Pearl V Puri (born 10 July 1989) is an Indian actor. Puri is best known for playing Mahir Sehgal/Mihir Sippi in Naagin 3 and Raghbir Malhotra in Bepanah Pyaar.

Early life
Pearl V Puri was born on 10 July 1989 in Chhindwara, Madhya Pradesh, into a Punjabi Hindu Khatri family to Vipin Puri and Pummy Puri. He has an elder sister Reet Vohra aka Quety Puri. Puri started his schooling at Maharishi Vidya Mandir Public School, Chhindwara. After a few years his family moved to Agra, Uttar Pradesh where he was enrolled at Raghendra Swarup Public School.

Puri was inspired to be an actor after his ex girlfriend was a fan of Shah Rukh Khan. His father wanted him to join their family business but his mother supported his decision of becoming an actor. He began his career as a model and appeared in several commercials for various brands like Maruti Ritz, Fair One Cream, Pizza Hut.

Puri's father died in October 2020 following a heart attack.

Personal life
Pearl V Puri was arrested on 4 June 2021 for an alleged molestation case of a minor girl the set of his tv serial in 2019 and was granted bail after being in Jail over 10 days on 15 June 2021.

Career

2013–2017: Initial struggles 

Puri made his acting debut on television with a supporting role as Ajay Tiwari in the love-triangle Dil Ki Nazar Se Khoobsurat on Sony TV produced by Shashi Sumeet Productions in 2013.

In 2015, he had his first leading role in Saurabh Tewari Films' musical romantic drama Phir Bhi Na Maane...Badtameez Dil on Star Plus opposite Asmita Sood as Abeer Malhotra, a successful charming rockstar. Although the show ran for just 5 months, he gained recognition for his role as Abeer that earned him a Best Fresh New Face (Male) nomination at Indian Telly Awards. The show initially ended on 19 September, however the show came back on Hotstar and ran until 18 November.

In January 2016, Puri signed Swastik Pictures' television show Meri Saasu Maa on Zee TV; he was cast as Satyendra Sharma opposite Hiba Nawab. In May 2016, he joined the cast of Yash A Patnaik's fantasy TV series Naagarjuna – Ek Yoddha on Life OK as the simple and innocent Arjun Shastri, a garage worker opposite Pooja Banerjee. The series ended in January 2017.

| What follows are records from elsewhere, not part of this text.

//! huddle-server - relay server entry point

use clap::Parser;
use huddle::config::Config;
use huddle::Server;
use log::{error, info};
use std::path::PathBuf;

#[derive(Parser, Debug)]
#[command(name = "huddle-server")]
#[command(version = env!("CARGO_PKG_VERSION"))]
#[command(about = "Conferencing relay server", long_about = None)]
struct Args {
    /// Configuration file path
    #[arg(short, long)]
    config: Option<PathBuf>,

    /// Bind address for both planes
    #[arg(long)]
    host: Option<String>,

    /// TCP control port
    #[arg(long)]
    tcp_port: Option<u16>,

    /// UDP media relay port
    #[arg(long)]
    udp_port: Option<u16>,

    /// Verbose logging
    #[arg(short, long, action)]
    verbose: bool,
}

fn main() {
    let args = Args::parse();

    let log_level = if args.verbose { "debug" } else { "info" };
    env_logger::Builder::new()
        .parse_filters(&format!("huddle={}", log_level))
        .init();

    info!("huddle-server v{} starting", env!("CARGO_PKG_VERSION"));

    let mut config = match &args.config {
        Some(path) => match Config::load(path) {
            Ok(c) => c,
            Err(e) => {
                eprintln!("Failed to load config: {}", e);
                std::process::exit(1);
            }
        },
        None => Config::default(),
    };
    if let Some(host) = args.host {
        config.server.host = host;
    }
    if let Some(port) = args.tcp_port {
        config.server.tcp_port = port;
    }
    if let Some(port) = args.udp_port {
        config.server.udp_port = port;
    }
    if let Err(e) = config.validate() {
        eprintln!("Invalid configuration: {}", e);
        std::process::exit(1);
    }

    let runtime = match tokio::runtime::Runtime::new() {
        Ok(rt) => rt,
        Err(e) => {
            eprintln!("Failed to start runtime: {}", e);
            std::process::exit(1);
        }
    };

    let bound = runtime.block_on(Server::bind(
        &config.server.host,
        config.server.tcp_port,
        config.server.udp_port,
    ));
    let server = match bound {
        Ok(s) => s,
        Err(e) => {
            error!("socket bind failed: {}", e);
            eprintln!(
                "Failed to bind {}:{}/{}: {}",
                config.server.host, config.server.tcp_port, config.server.udp_port, e
            );
            std::process::exit(1);
        }
    };

    runtime.block_on(server.run());
}
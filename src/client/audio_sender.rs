//! Audio capture → send pipeline
//!
//! Reads fixed-size PCM chunks from the audio source, prefixes the audio
//! header and sends each chunk as one datagram. A muted sender sleeps for
//! one chunk period and emits nothing.

use crate::client::media::AudioSource;
use crate::protocol::headers::AudioHeader;
use crate::protocol::{AUDIO_CHANNELS, AUDIO_CHUNK_SAMPLES, AUDIO_SAMPLE_RATE};
use log::{debug, info, warn};
use parking_lot::Mutex;
use std::io;
use std::net::{SocketAddr, UdpSocket};
use std::sync::atomic::{AtomicBool, AtomicU64, Ordering};
use std::sync::Arc;
use std::thread::JoinHandle;
use std::time::{Duration, SystemTime, UNIX_EPOCH};

/// Duration of one PCM chunk at the configured rate.
pub fn chunk_period() -> Duration {
    Duration::from_micros(AUDIO_CHUNK_SAMPLES as u64 * 1_000_000 / AUDIO_SAMPLE_RATE as u64)
}

struct Inner {
    running: AtomicBool,
    enabled: AtomicBool,
    source: Mutex<Box<dyn AudioSource>>,
    packets_sent: AtomicU64,
    bytes_sent: AtomicU64,
}

/// Running audio sender.
pub struct AudioSender {
    inner: Arc<Inner>,
    thread: Mutex<Option<JoinHandle<()>>>,
}

impl AudioSender {
    pub fn start(source: Box<dyn AudioSource>, relay_addr: SocketAddr) -> io::Result<Self> {
        let socket = UdpSocket::bind(("0.0.0.0", 0))?;
        let inner = Arc::new(Inner {
            running: AtomicBool::new(true),
            enabled: AtomicBool::new(true),
            source: Mutex::new(source),
            packets_sent: AtomicU64::new(0),
            bytes_sent: AtomicU64::new(0),
        });

        let worker = inner.clone();
        let thread = std::thread::Builder::new()
            .name("audio-send".into())
            .spawn(move || send_loop(worker, socket, relay_addr))?;
        info!(
            "audio sender started: {} Hz, {} channel(s)",
            AUDIO_SAMPLE_RATE, AUDIO_CHANNELS
        );
        Ok(Self {
            inner,
            thread: Mutex::new(Some(thread)),
        })
    }

    /// Mute or unmute the microphone.
    pub fn set_enabled(&self, enabled: bool) {
        self.inner.enabled.store(enabled, Ordering::Relaxed);
    }

    pub fn is_enabled(&self) -> bool {
        self.inner.enabled.load(Ordering::Relaxed)
    }

    pub fn packets_sent(&self) -> u64 {
        self.inner.packets_sent.load(Ordering::Relaxed)
    }

    pub fn bytes_sent(&self) -> u64 {
        self.inner.bytes_sent.load(Ordering::Relaxed)
    }

    pub fn stop(&self) {
        self.inner.running.store(false, Ordering::Relaxed);
        if let Some(thread) = self.thread.lock().take() {
            let _ = thread.join();
        }
    }
}

impl Drop for AudioSender {
    fn drop(&mut self) {
        self.stop();
    }
}

fn send_loop(inner: Arc<Inner>, socket: UdpSocket, relay_addr: SocketAddr) {
    let mut audio_id: u32 = 0;
    let mut samples = vec![0i16; AUDIO_CHUNK_SAMPLES * AUDIO_CHANNELS as usize];

    while inner.running.load(Ordering::Relaxed) {
        if !inner.enabled.load(Ordering::Relaxed) {
            std::thread::sleep(chunk_period());
            continue;
        }

        let read = match inner.source.lock().read_chunk(&mut samples) {
            Ok(n) => n,
            Err(e) => {
                warn!("audio capture failed: {}", e);
                std::thread::sleep(Duration::from_millis(100));
                continue;
            }
        };
        if read == 0 {
            continue;
        }

        // 16-bit signed little-endian on the wire
        let mut payload = Vec::with_capacity(read * 2);
        for sample in &samples[..read] {
            payload.extend_from_slice(&sample.to_le_bytes());
        }

        let timestamp_us = SystemTime::now()
            .duration_since(UNIX_EPOCH)
            .map(|d| d.as_micros() as u64)
            .unwrap_or(0);
        let header = AudioHeader {
            audio_id,
            timestamp_us,
            sample_rate: AUDIO_SAMPLE_RATE,
            channels: AUDIO_CHANNELS,
            payload_size: payload.len() as i32,
        };
        let mut packet = Vec::with_capacity(19 + payload.len());
        packet.extend_from_slice(&header.pack());
        packet.extend_from_slice(&payload);

        if let Err(e) = socket.send_to(&packet, relay_addr) {
            debug!("audio send failed: {}", e);
        }
        audio_id = audio_id.wrapping_add(1);
        inner.packets_sent.fetch_add(1, Ordering::Relaxed);
        inner
            .bytes_sent
            .fetch_add(packet.len() as u64, Ordering::Relaxed);
    }
    debug!("audio send loop exited");
}

#[cfg(test)]
mod tests {
    use super::*;
    use crate::client::media::SilenceSource;
    use crate::protocol::headers::{classify, MediaKind, AUDIO_HEADER_LEN};

    #[test]
    fn sends_classifiable_audio_datagrams() {
        let receiver = UdpSocket::bind(("127.0.0.1", 0)).unwrap();
        receiver
            .set_read_timeout(Some(Duration::from_secs(3)))
            .unwrap();
        let relay_addr = receiver.local_addr().unwrap();

        let sender = AudioSender::start(Box::new(SilenceSource), relay_addr).unwrap();

        let mut buf = [0u8; 65536];
        let (len, _) = receiver.recv_from(&mut buf).unwrap();
        sender.stop();

        let data = &buf[..len];
        assert_eq!(classify(data), Some(MediaKind::Audio));
        let header = AudioHeader::unpack(data).unwrap();
        assert_eq!(header.sample_rate, AUDIO_SAMPLE_RATE);
        assert_eq!(header.channels, AUDIO_CHANNELS);
        assert_eq!(len - AUDIO_HEADER_LEN, header.payload_size as usize);
        assert_eq!(
            header.payload_size as usize,
            AUDIO_CHUNK_SAMPLES * AUDIO_CHANNELS as usize * 2
        );
    }

    #[test]
    fn muted_sender_emits_nothing() {
        let receiver = UdpSocket::bind(("127.0.0.1", 0)).unwrap();
        receiver
            .set_read_timeout(Some(Duration::from_millis(300)))
            .unwrap();
        let relay_addr = receiver.local_addr().unwrap();

        let sender = AudioSender::start(Box::new(SilenceSource), relay_addr).unwrap();
        sender.set_enabled(false);
        std::thread::sleep(Duration::from_millis(80));
        let baseline = sender.packets_sent();

        std::thread::sleep(Duration::from_millis(200));
        assert_eq!(sender.packets_sent(), baseline);
        sender.stop();
    }
}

2018–present: Limited popularity 

In 2018, he found his biggest break with the third season of Ekta Kapoor's successful supernatural franchise Naagin. His portrayal of Mahir Sehgal/Mihir Sippi and chemistry with co-actress Surbhi Jyoti gained a lot of attention, making him a household name. He won the Best Actor Male (Critics) category at Gold Awards and received nominations for Best Actor Male (Popular) and Best Onscreen Jodi (Popular) at Indian Telly Awards. The show achieved high TRPs and ended in May 2019 after 103 episodes, becoming the longest season of the franchise.

In 2019, Puri made his discography debut with Peerh Meri co-starring Anita Hassanandani. He participated in Khatra Khatra Khatra and the fifth season of Kitchen Champion, both of which aired on Colors TV. He also appeared in the fourth season of Box Cricket League.

In June 2019, Puri collaborated with Kapoor again for the romantic mystery thriller Bepanah Pyaar on Colors TV starring as the depressed and alcoholic Raghbir Malhotra alongside Aparna Dixit and Ishita Dutta. The show went off air in February 2020.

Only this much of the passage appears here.